▶ Your goal: Please copy the leading lines of the entries below exactly, concluding with the line in which "pub fn serialize<S: Serializer>(d: &Duration, s: S)" occurs.

***

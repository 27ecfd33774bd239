//! The validated `Flow` and its execution results.

use std::collections::HashMap;
use std::time::Duration;

use serde::{Deserialize, Serialize};

use crate::command::Command;
use crate::error::FlowError;

/// An ordered, non-empty sequence of validated commands plus a name and
/// environment map. Immutable after validation: nothing in this crate
/// mutates a `Flow` once built.
#[derive(Debug, Clone, Serialize)]
pub struct Flow {
    name: String,
    env: HashMap<String, String>,
    steps: Vec<Command>,
}

impl Flow {
    /// Builds a `Flow`. Returns `InvalidFlowStructure` if `steps` is empty:
    /// the step list of a validated `Flow` is never empty.
    pub fn new(
        name: impl Into<String>,
        env: HashMap<String, String>,
        steps: Vec<Command>,
    ) -> Result<Self, FlowError> {
        if steps.is_empty() {
            return Err(FlowError::InvalidFlowStructure {
                message: "step list must not be empty".to_string(),
            });
        }
        Ok(Flow { name: name.into(), env, steps })
    }

    pub fn name(&self) -> &str {
        &self.name
    }

    pub fn env(&self) -> &HashMap<String, String> {
        &self.env
    }

    pub fn steps(&self) -> &[Command] {
        &self.steps
    }
}

#[derive(Debug, Clone, Copy, PartialEq, Eq, Serialize, Deserialize)]
#[serde(rename_all = "lowercase")]
pub enum StepStatus {
    Passed,
    Failed,
}

/// The outcome of a best-effort error screenshot.
#[derive(Debug, Clone, PartialEq, Serialize)]
pub enum ScreenshotResult {
    Captured(String),
    Failed(String),
    Disabled,
}

#[derive(Debug, Clone, Serialize)]
pub struct StepResult {
    pub index: usize,
    #[serde(skip)]
    pub command: Command,
    pub status: StepStatus,
    #[serde(with = "duration_ms")]
    pub duration: Duration,
    pub stdout: Option<serde_json::Value>,
    pub error: Option<FlowError>,
    pub screenshot: Option<ScreenshotResult>,
}

mod duration_ms {
    use serde::Serializer;
    use std::time::Duration;

    pub fn serialize<S: Serializer>(d: &Duration, s: S) -> Result<S::Ok, S::Error> {
        s.serialize_u128(d.as_millis())
    }
}

#[derive(Debug, Clone, Serialize)]
pub struct FlowErrorSummary {
    pub step_index: usize,
    pub message: String,
}

#[derive(Debug, Clone, Serialize)]
pub struct FlowResult {
    pub flow_name: String,
    pub status: StepStatus,
    pub steps: Vec<StepResult>,
    pub error: Option<FlowErrorSummary>,
    /// Surfaced only when the flow fails, to avoid leaking ephemeral
    /// session names on the success path.
    pub session_name: Option<String>,
    #[serde(with = "duration_ms")]
    pub duration: Duration,
}

impl FlowResult {
    /// Consistency check: `status == Passed` iff every executed step
    /// passed.
    pub fn is_consistent(&self) -> bool {
        let all_passed = self.steps.iter().all(|s| s.status == StepStatus::Passed);
        (self.status == StepStatus::Passed) == all_passed
    }
}
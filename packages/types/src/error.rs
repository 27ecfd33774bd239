use std::fmt;

use schemars::JsonSchema;
use serde::{Serialize, Serializer};

/// Location of a step-level error, e.g. `step[2].url`.
pub type ErrorLocation = String;

/// The complete error taxonomy for the engine. Every fallible
/// operation in every crate ultimately returns one of these variants, or
/// converts its own local error type into one at the crate boundary.
#[derive(Debug, Clone, PartialEq, Serialize)]
#[serde(tag = "kind")]
pub enum FlowError {
    YamlSyntax { message: String, line: usize, column: usize },
    InvalidFlowStructure { message: String },
    InvalidCommand { step_index: usize, message: String, raw: String },
    UndefinedVariable { variable_name: String, location: ErrorLocation },
    BrandValidationError { kind: String, value: String, message: String },
    NotInstalled { binary: String },
    CommandFailed { exit_code: Option<i32>, stderr: String, args: Vec<String> },
    CommandExecutionFailed { message: String },
    AgentBrowserOutputParseError { raw_output: String },
    Timeout { args: Vec<String>, timeout_ms: u64 },
    AssertionFailed { message: String },
    FileReadError { path: String, message: String },
}

impl fmt::Display for FlowError {
    fn fmt(&self, f: &mut fmt::Formatter<'_>) -> fmt::Result {
        match self {
            FlowError::YamlSyntax { message, line, column } => {
                write!(f, "yaml syntax error at {}:{}: {}", line, column, message)
            }
            FlowError::InvalidFlowStructure { message } => {
                write!(f, "invalid flow structure: {}", message)
            }
            FlowError::InvalidCommand { step_index, message, raw } => {
                write!(f, "invalid command at step[{}]: {} (raw: {})", step_index, message, raw)
            }
            FlowError::UndefinedVariable { variable_name, location } => {
                write!(f, "undefined variable {} at {}", variable_name, location)
            }
            FlowError::BrandValidationError { kind, value, message } => {
                write!(f, "invalid {}: {:?}: {}", kind, value, message)
            }
            FlowError::NotInstalled { binary } => {
                write!(f, "browser CLI binary not found: {}", binary)
            }
            FlowError::CommandFailed { exit_code, stderr, args } => {
                write!(
                    f,
                    "browser CLI exited with {:?} (args: {:?}): {}",
                    exit_code, args, stderr
                )
            }
            FlowError::CommandExecutionFailed { message } => {
                write!(f, "browser CLI reported failure: {}", message)
            }
            FlowError::AgentBrowserOutputParseError { raw_output } => {
                write!(f, "could not parse browser CLI output: {}", raw_output)
            }
            FlowError::Timeout { args, timeout_ms } => {
                write!(f, "timed out after {}ms (args: {:?})", timeout_ms, args)
            }
            FlowError::AssertionFailed { message } => {
                write!(f, "assertion failed: {}", message)
            }
            FlowError::FileReadError { path, message } => {
                write!(f, "could not read {}: {}", path, message)
            }
        }
    }
}

impl std::error::Error for FlowError {}

/// `Unset | Set(T)` — distinguishes "value not supplied" from "value
/// supplied as the type's own default", per the design notes on symbolic
/// "use default" markers.
#[derive(Debug, Clone, PartialEq, Eq, Default, JsonSchema)]
pub enum Maybe<T> {
    #[default]
    Unset,
    Set(T),
}

impl<T> Maybe<T> {
    pub fn unwrap_or(self, default: T) -> T {
        match self {
            Maybe::Unset => default,
            Maybe::Set(v) => v,
        }
    }

    pub fn is_set(&self) -> bool {
        matches!(self, Maybe::Set(_))
    }
}

impl<T: Serialize> Serialize for Maybe<T> {
    fn serialize<S>(&self, serializer: S) -> Result<S::Ok, S::Error>
    where
        S: Serializer,
    {
        match self {
            Maybe::Unset => serializer.serialize_none(),
            Maybe::Set(v) => v.serialize(serializer),
        }
    }
}
//! Session identity. The session name is a plain string the adapter passes
//! through to the external browser CLI verbatim; this module only decides
//! what that string is.

use rand::distr::Alphanumeric;
use rand::Rng;

/// How the caller wants the browser session named.
#[derive(Debug, Clone, PartialEq, Eq)]
pub enum SessionSpec {
    /// Used verbatim.
    Explicit(String),
    /// The engine appends a timestamp and random suffix to guarantee
    /// uniqueness.
    Prefix(String),
    /// Equivalent to `Prefix("enbu")`.
    Default,
}

impl SessionSpec {
    /// Resolves to the concrete session name the adapter will use.
    pub fn resolve(&self) -> String {
        match self {
            SessionSpec::Explicit(name) => name.clone(),
            SessionSpec::Prefix(prefix) => unique_session_name(prefix),
            SessionSpec::Default => unique_session_name("enbu"),
        }
    }
}

fn unique_session_name(prefix: &str) -> String {
    let timestamp = chrono::Utc::now().timestamp_millis();
    let suffix: String = rand::rng()
        .sample_iter(&Alphanumeric)
        .take(6)
        .map(char::from)
        .collect();
    format!("{}-{}-{}", prefix, timestamp, suffix.to_lowercase())
}

#[cfg(test)]
mod tests {
    use super::*;

    #[test]
    fn explicit_session_is_used_verbatim() {
        assert_eq!(SessionSpec::Explicit("my-session".to_string()).resolve(), "my-session");
    }

    #[test]
    fn default_session_uses_enbu_prefix() {
        assert!(SessionSpec::Default.resolve().starts_with("enbu-"));
    }

    #[test]
    fn prefix_sessions_are_unique_across_calls() {
        let spec = SessionSpec::Prefix("flow".to_string());
        let a = spec.resolve();
        let b = spec.resolve();
        assert_ne!(a, b);
        assert!(a.starts_with("flow-"));
    }
}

***

▶ Answer section:
repository 27ecfd33774bd239
//! The validated `Flow` and its execution results.

use std::collections::HashMap;
use std::time::Duration;

use serde::{Deserialize, Serialize};

use crate::command::Command;
use crate::error::FlowError;

/// An ordered, non-empty sequence of validated commands plus a name and
/// environment map. Immutable after validation: nothing in this crate
/// mutates a `Flow` once built.
#[derive(Debug, Clone, Serialize)]
pub struct Flow {
    name: String,
    env: HashMap<String, String>,
    steps: Vec<Command>,
}

impl Flow {
    /// Builds a `Flow`. Returns `InvalidFlowStructure` if `steps` is empty:
    /// the step list of a validated `Flow` is never empty.
    pub fn new(
        name: impl Into<String>,
        env: HashMap<String, String>,
        steps: Vec<Command>,
    ) -> Result<Self, FlowError> {
        if steps.is_empty() {
            return Err(FlowError::InvalidFlowStructure {
                message: "step list must not be empty".to_string(),
            });
        }
        Ok(Flow { name: name.into(), env, steps })
    }

    pub fn name(&self) -> &str {
        &self.name
    }

    pub fn env(&self) -> &HashMap<String, String> {
        &self.env
    }

    pub fn steps(&self) -> &[Command] {
        &self.steps
    }
}

#[derive(Debug, Clone, Copy, PartialEq, Eq, Serialize, Deserialize)]
#[serde(rename_all = "lowercase")]
pub enum StepStatus {
    Passed,
    Failed,
}

/// The outcome of a best-effort error screenshot.
#[derive(Debug, Clone, PartialEq, Serialize)]
pub enum ScreenshotResult {
    Captured(String),
    Failed(String),
    Disabled,
}

#[derive(Debug, Clone, Serialize)]
pub struct StepResult {
    pub index: usize,
    #[serde(skip)]
    pub command: Command,
    pub status: StepStatus,
    #[serde(with = "duration_ms")]
    pub duration: Duration,
    pub stdout: Option<serde_json::Value>,
    pub error: Option<FlowError>,
    pub screenshot: Option<ScreenshotResult>,
}

mod duration_ms {
    use serde::Serializer;
    use std::time::Duration;

    pub fn serialize<S: Serializer>(d: &Duration, s: S) -> Result<S::Ok, S::Error> {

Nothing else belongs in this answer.